Hindsight Is 20/20

You learn a lot being a professional patient. You learn more terminology and technology than your peers. You also learn what people don’t know. It’s often shocking how much medical professions don’t know.

You don’t expect one person to have all the answers but you expect them to know someone who knows what they don’t know. So it’s always surprising when no one knows the answer. It’s even more surprising when no one seems to want to do anything to help you.

I admit I was naive to the fact that Cerebral Palsy is indeed a lifelong condition that needs to be managed and monitored, even in the mildest of cases. It wasn’t until I was faced with a decline in function & chronic pain that I began to deal with reality.

I knew I was always going to have Cerebral Palsy. A cure was not in my future, not that I would take it. What I didn’t realize was that I’m really not like everyone else, although I am more alike than different. What I mean is I’m different enough that I can’t be just like everyone else, at least not anymore.

When I did seek help I was shocked at how little help I got; wasn’t refusing to treat someone and not offering leads going against, “first do no harm?” Apparently not.

Never mind some of the reasoning I got for not wanting to treat me, after making me wait for hours and charging me for the visit mind you (I’d rather be turned away on the phone while making the appointment). Let’s just say nothing makes you feel old (in a bad way) like people bringing up your age all the time.
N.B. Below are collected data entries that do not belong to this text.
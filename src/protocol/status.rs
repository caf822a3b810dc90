//! Status types
//!
//! Durable file metadata and the aggregate queue status view.

use chrono::{DateTime, Utc};
use serde::{Deserialize, Serialize};
use std::path::PathBuf;

/// Durable metadata for a downloaded file
#[derive(Debug, Clone, PartialEq, Serialize, Deserialize)]
pub struct FileRecord {
    /// File id (primary key)
    pub id: String,
    /// Owning context
    pub context_id: String,
    /// Context grouping, used as the "area" for size aggregation
    pub context_type: String,
    /// Current local path
    pub path: PathBuf,
    /// File name on disk
    pub filename: String,
    /// Guessed mime type
    pub mime: String,
    /// Hex digest, or `"unavailable"`
    pub checksum: String,
    /// Size in KiB (rounded up)
    pub size_kb: u64,
    /// When the file was first downloaded
    pub download_time: DateTime<Utc>,
    /// When the file was last renamed or moved
    pub update_time: Option<DateTime<Utc>>,
}

/// Aggregate view of the queue at one instant
#[derive(Debug, Clone, PartialEq, Serialize, Deserialize)]
pub struct QueueStatus {
    pub is_downloading: bool,
    pub has_completed: bool,
    pub has_failure: bool,
    /// Number of queue entries
    pub total: usize,
    /// Number of entries occupying a slot
    pub active: usize,
    /// 1-based index of the file being worked on, clamped to `total`
    pub current_file_index: usize,
    /// Mean progress over queue entries, `0.0..=1.0`
    pub overall_progress: f64,
}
I’m still surprised at the self-advocating I’d have to do (and still do) in order to get adequate medical care. And that’s with the hope that I’m able to find something somewhere. I’m all set now, as far as I know, but I can’t speak for the future.

Needless to say I think I’ve done enough internet research on my own to get a Ph.D. in “patient-heal-thy-self”-ology. I’m also a medical resident’s worst nightmare, but I think I was that even before I started researching on my own, now I just have the information to back up my theories.
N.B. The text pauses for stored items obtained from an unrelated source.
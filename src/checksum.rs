//! Post-download content verification
//!
//! Verification is advisory: it produces a digest for the metadata record
//! and a list of warnings, but never decides whether a file counts as
//! downloaded. Any failure to hash yields [`UNAVAILABLE`].

use crate::error::{QueueError, Result, StorageErrorKind};
use crate::protocol::{ChecksumAlgorithm, ExpectedChecksum};
use md5::Md5;
use sha1::Sha1;
use sha2::{Digest, Sha256};
use std::path::Path;
use tokio::fs::File;
use tokio::io::AsyncReadExt;

/// Digest recorded when the file could not be hashed
pub const UNAVAILABLE: &str = "unavailable";

/// Outcome of verifying a completed file
#[derive(Debug, Clone, PartialEq, Eq)]
pub struct Verification {
    /// Hex digest, or [`UNAVAILABLE`]
    pub checksum: String,
    /// Size on disk in bytes (0 if unreadable)
    pub size: u64,
    /// Problems found; empty when the file looks intact
    pub warnings: Vec<String>,
}

impl Verification {
    pub fn is_clean(&self) -> bool {
        self.warnings.is_empty()
    }

    fn unavailable(size: u64, warning: String) -> Self {
        Self {
            checksum: UNAVAILABLE.to_string(),
            size,
            warnings: vec![warning],
        }
    }
}

/// Verify a file that the transport reported as complete.
///
/// Re-checks existence, rejects empty files, compares against the size the
/// transport announced (if any) and against an expected digest (if any).
pub async fn validate_download(
    path: &Path,
    algorithm: ChecksumAlgorithm,
    expected_size: Option<u64>,
    expected: Option<&ExpectedChecksum>,
) -> Verification {
    let size = match tokio::fs::metadata(path).await {
        Ok(meta) if meta.is_file() => meta.len(),
        Ok(_) => return Verification::unavailable(0, format!("{} is not a file", path.display())),
        Err(e) => {
            return Verification::unavailable(0, format!("{} is missing: {}", path.display(), e))
        }
    };

    if size == 0 {
        return Verification::unavailable(0, format!("{} is empty", path.display()));
    }

    let mut warnings = Vec::new();
    if let Some(expected_size) = expected_size {
        if expected_size != size {
            warnings.push(format!(
                "size mismatch: expected {} bytes, found {} bytes",
                expected_size, size
            ));
        }
    }

    let checksum = match compute_checksum(path, algorithm).await {
        Ok(digest) => digest,
        Err(e) => {
            warnings.push(format!("checksum failed: {}", e));
            UNAVAILABLE.to_string()
        }
    };

    if let Some(expected) = expected {
        let actual = if expected.algorithm == algorithm && checksum != UNAVAILABLE {
            Ok(checksum.clone())
        } else {
            compute_checksum(path, expected.algorithm).await
        };
        match actual {
            Ok(actual) if actual.eq_ignore_ascii_case(&expected.value) => {}
            Ok(actual) => warnings.push(mismatch_message(expected, &actual)),
            Err(e) => warnings.push(format!("checksum failed: {}", e)),
        }
    }

    Verification {
        checksum,
        size,
        warnings,
    }
}

/// Verify file checksum against expected value
///
/// Returns `Ok(true)` if checksums match, `Ok(false)` if they don't.
/// Returns `Err` if the file cannot be read.
pub async fn verify_checksum(path: &Path, expected: &ExpectedChecksum) -> Result<bool> {
    let computed = compute_checksum(path, expected.algorithm).await?;
    Ok(computed.eq_ignore_ascii_case(&expected.value))
}

/// Compute file checksum using specified algorithm
///
/// Returns the hex-encoded hash value.
pub async fn compute_checksum(path: &Path, algorithm: ChecksumAlgorithm) -> Result<String> {
    match algorithm {
        ChecksumAlgorithm::Sha1 => hash_file::<Sha1>(path).await,
        ChecksumAlgorithm::Sha256 => hash_file::<Sha256>(path).await,
        ChecksumAlgorithm::Md5 => hash_file::<Md5>(path).await,
    }
}

async fn hash_file<D: Digest>(path: &Path) -> Result<String> {
    let mut file = File::open(path).await.map_err(|e| {
        QueueError::storage(
            StorageErrorKind::Io,
            path,
            format!("Failed to open file for checksum: {}", e),
        )
    })?;

    // 64KB buffer for efficient reading
    let mut buffer = vec![0u8; 64 * 1024];
    let mut hasher = D::new();
    loop {
        let n = file.read(&mut buffer).await.map_err(|e| {
            QueueError::storage(
                StorageErrorKind::Io,
                path,
                format!("Failed to read file for checksum: {}", e),
            )
        })?;
        if n == 0 {
            break;
        }
        hasher.update(&buffer[..n]);
    }
    Ok(hex::encode(hasher.finalize()))
}

fn mismatch_message(expected: &ExpectedChecksum, actual: &str) -> String {
    format!(
        "{} mismatch: expected {}, got {}",
        expected.algorithm, expected.value, actual
    )
}

#[cfg(test)]
mod tests {
    use super::*;
    use tempfile::{tempdir, NamedTempFile};

    fn hello() -> NamedTempFile {
        let mut file = NamedTempFile::new().unwrap();
        std::io::Write::write_all(&mut file, b"Hello, World!").unwrap();
        file
    }

    #[tokio::test]
    async fn test_sha1_checksum() {
        let file = hello();
        let computed = compute_checksum(file.path(), ChecksumAlgorithm::Sha1)
            .await
            .unwrap();
        assert_eq!(computed, "0a0a9f2a6772942557ab5355d76af442f8f65e01");
    }

    #[tokio::test]
    async fn test_md5_checksum() {
        let file = hello();
        let computed = compute_checksum(file.path(), ChecksumAlgorithm::Md5)
            .await
            .unwrap();
        assert_eq!(computed, "65a8e27d8879283831b664bd8b7f0ad4");
    }

    #[tokio::test]
    async fn test_sha256_checksum() {
        let file = hello();
        let computed = compute_checksum(file.path(), ChecksumAlgorithm::Sha256)
            .await
            .unwrap();
        assert_eq!(
            computed,
            "dffd6021bb2bd5b0af676290809ec3a53191dd81c7f70a4b28688a362182986f"
        );
    }

    #[tokio::test]
    async fn test_verify_checksum() {
        let file = hello();
        let expected = ExpectedChecksum::md5("65A8E27D8879283831B664BD8B7F0AD4");
        assert!(verify_checksum(file.path(), &expected).await.unwrap());

        let wrong = ExpectedChecksum::md5("0000000000000000000000000000000");
        assert!(!verify_checksum(file.path(), &wrong).await.unwrap());
    }

    #[tokio::test]
    async fn missing_file_is_unavailable() {
        let dir = tempdir().unwrap();
        let v = validate_download(
            &dir.path().join("nope.bin"),
            ChecksumAlgorithm::Sha1,
            None,
            None,
        )
        .await;
        assert_eq!(v.checksum, UNAVAILABLE);
        assert!(!v.is_clean());
    }

    #[tokio::test]
    async fn empty_file_is_unavailable() {
        let file = NamedTempFile::new().unwrap();
        let v = validate_download(file.path(), ChecksumAlgorithm::Sha1, None, None).await;
        assert_eq!(v.checksum, UNAVAILABLE);
        assert_eq!(v.size, 0);
    }

    #[tokio::test]
    async fn intact_file_is_clean() {
        let file = hello();
        let expected = ExpectedChecksum::sha256(
            "dffd6021bb2bd5b0af676290809ec3a53191dd81c7f70a4b28688a362182986f",
        );
        let v = validate_download(file.path(), ChecksumAlgorithm::Sha1, Some(13), Some(&expected))
            .await;
        assert!(v.is_clean(), "{:?}", v.warnings);
        assert_eq!(v.checksum, "0a0a9f2a6772942557ab5355d76af442f8f65e01");
        assert_eq!(v.size, 13);
    }

    #[tokio::test]
    async fn expected_digest_case_is_ignored() {
        let file = hello();
        // Same algorithm as the computed digest, so no second pass over the file
        let expected = ExpectedChecksum {
            algorithm: ChecksumAlgorithm::Sha1,
            value: "0A0A9F2A6772942557AB5355D76AF442F8F65E01".into(),
        };
        let v = validate_download(file.path(), ChecksumAlgorithm::Sha1, None, Some(&expected))
            .await;
        assert!(v.is_clean(), "{:?}", v.warnings);
    }

    #[tokio::test]
    async fn mismatches_are_warnings_only() {
        let file = hello();
        let expected = ExpectedChecksum::sha1("ffff");
        let v = validate_download(file.path(), ChecksumAlgorithm::Sha1, Some(99), Some(&expected))
            .await;
        assert_eq!(v.warnings.len(), 2);
        assert_ne!(v.checksum, UNAVAILABLE);
    }
}
use serde::Serialize;

/// A team's points-table row for one tournament round.
///
/// Unique per (team, round); re-ingestion updates the row in place as the
/// round progresses.
#[derive(Debug, Clone, Serialize)]
pub struct Standing {
    pub id: i64,
    pub team_id: i64,
    pub round: String,
    pub played: i64,
    pub wins: i64,
    pub losses: i64,
    pub ties: i64,
    pub no_result: i64,
    pub points: i64,
    pub net_run_rate: Option<f64>,
    pub position: Option<i64>,
}

/// Insert payload for a standings upsert.
#[derive(Debug, Clone)]
pub struct NewStanding {
    pub team_id: i64,
    pub round: String,
    pub played: i64,
    pub wins: i64,
    pub losses: i64,
    pub ties: i64,
    pub no_result: i64,
    pub points: i64,
    pub net_run_rate: Option<f64>,
    pub position: Option<i64>,
}
use serde::Serialize;

/// A match venue, deduplicated by its external `venue_id`.
#[derive(Debug, Clone, Serialize)]
pub struct Venue {
    pub id: i64,
    pub venue_id: String,
    pub name: String,
    pub location: Option<String>,
    pub country: Option<String>,
    pub timezone: Option<String>,
}

/// Insert payload for a venue upsert.
#[derive(Debug, Clone)]
pub struct NewVenue {
    pub venue_id: String,
    pub name: String,
    pub location: Option<String>,
    pub country: Option<String>,
    pub timezone: Option<String>,
}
I’m learning that the future for adults with Cerebral Palsy is largely unwritten, which has good and bad points to it. There are currently no long term studies on individuals over 18 who have Cerebral Palsy. There aren’t even enough adequate health care providers, so how can there be studies.

I wish I knew at 20 what I now know (or sooner); although I’m still not sure I would change anything. I should’ve paid attention when I didn’t have to fight so hard to get attention. I should’ve asked the questions I thought were stupid and didn’t ask. I should’ve asked any question at all. I shouldn’t have told myself, “I’ll worry about that later,” because “later” came a lot sooner than I expected it to. I should’ve taken my health more seriously when the professionals did. Then maybe we wouldn’t have to work so hard to be on the same page today.

I think I will always be surprised that there’s still so much work to be done in the 21st century, and how much has been left unchanged, for a condition that was discovered in 1860.

I’m taking part in The Health Activist Writer’s Month Challenge this month (also known as #HAWMC).

*A similar version of this post was written on April 12, 2013

The Reviews Are In

Today is supposed to be a review of my favorite health related product. But there’s the thing, I’m awful at giving reviews. There’s no one good product for people with CP, and if there are they haven’t worked for me so I can’t give them a good review.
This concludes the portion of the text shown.